While on the Red Sox, Ruth joined the Knights of Columbus in South Boston, the Pere Marquette Council 271. The council sponsored a Babe Ruth Day at Fenway Park, and Ruth returned the favor by knocking a ball out of the park and tying baseball’s home run record, which was then 27 homers.

After his 1919 sale to the New York Yankees, Ruth stayed a member of the Boston chapter. In 2007, a $10 check Ruth sent to the Knights in 1938 was auctioned off for more than $4,000.

Ruth never forgot his time at St. Mary’s, and whereas some alumni recalled with bitterness the strict, regimented lifestyle imposed on them, Ruth helped raise money for the institution well into his professional career — he even bought a Cadillac for Brother Matthias, worth more than $66,000 in today’s dollars. And when the car was struck by a freight train and destroyed, Ruth replaced it.

Even with a demanding schedule and flashy lifestyle, Ruth still found time to help fundraise for Catholic causes.

During his 1923 season with the Yankees, for example, Ruth was busy with a wife and family, as well as a mistress.

But he nonetheless accepted an invitation from the Rev. William Casey, pastor of Ascension Parish in Philadelphia, to play in a charity baseball game. His team lost.

Following his retirement in 1935, Ruth sought professional managing gigs, but he was unsuccessful. So he stuck to charitable works, visiting sick kids in hospitals, working with the Red Cross during World War II, and finding ways to support indigent children.

Ruth was diagnosed with cancer in 1946, and for the next two years endured a series of hospitalizations and surgeries to combat the disease.

The Christian magazine Guideposts ran an essay attributed to Ruth that year.
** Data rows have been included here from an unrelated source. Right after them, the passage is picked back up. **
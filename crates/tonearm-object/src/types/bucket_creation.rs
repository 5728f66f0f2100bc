//! Outcome of a bucket creation request.

/// What a [`BucketProvider::create_bucket`](crate::providers::BucketProvider::create_bucket)
/// call actually did.
///
/// Providers translate backend conflict signalling into
/// [`BucketCreation::AlreadyExists`] so that callers never see it as an
/// error.
#[derive(Debug, Clone, Copy, PartialEq, Eq)]
pub enum BucketCreation {
    /// The bucket was created by this call.
    Created,
    /// The bucket existed before this call.
    AlreadyExists,
}

impl BucketCreation {
    /// Returns `true` if this call created the bucket.
    #[must_use]
    pub fn is_created(&self) -> bool {
        matches!(self, Self::Created)
    }
}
In the essay, Ruth recalled his original diagnosis, when he called on a Catholic chaplain to hear his confession before his first surgery.

“As I lay in bed that evening I thought to myself what a comforting feeling to be free from fear and worries. I now could simply turn them over to God,” he wrote.

(Montville laughed when I asked him if he thought Ruth actually penned the essay. “He may have said some of it,” he said.)

Two years later, Ruth died.

By his side was a statue of Martin de Porres, the Peruvian-born saint who is patron to mixed-race people, lending an interesting coda to rumors that Ruth was part African-American, which prompted bullying from his peers at St. Mary’s.

On Aug. 19, 1948, New York Cardinal Francis Spellman celebrated Ruth’s funeral Mass at St. Patrick’s Cathedral. Reports from the time say about 6,000 people were allowed inside the cathedral, while 75,000 more waited outside in the rain for a glimpse of Ruth’s casket.

Ruth is buried at Gate of Heaven Cemetery about 30 miles from New York City.

On the giant headstone marking his grave is inscribed a quote from Spellman, “May the divine spirit that animated Babe Ruth to win the crucial game of life inspire the youth of America.”

So what is one to make of Ruth’s excessive lifestyle vis à vis his Catholic faith?

“I think it would surprise people that he had any faith because he was such an outlandish guy in his public time,” he said. But, at the same time, he said, “He was a Catholic school Catholic to the n-th degree.”

He pointed back to Ruth’s wild nights and his apparent search for forgiveness come Sunday mornings.

“That’s a formula, I think, that’s been used in a lot of lives,” he said.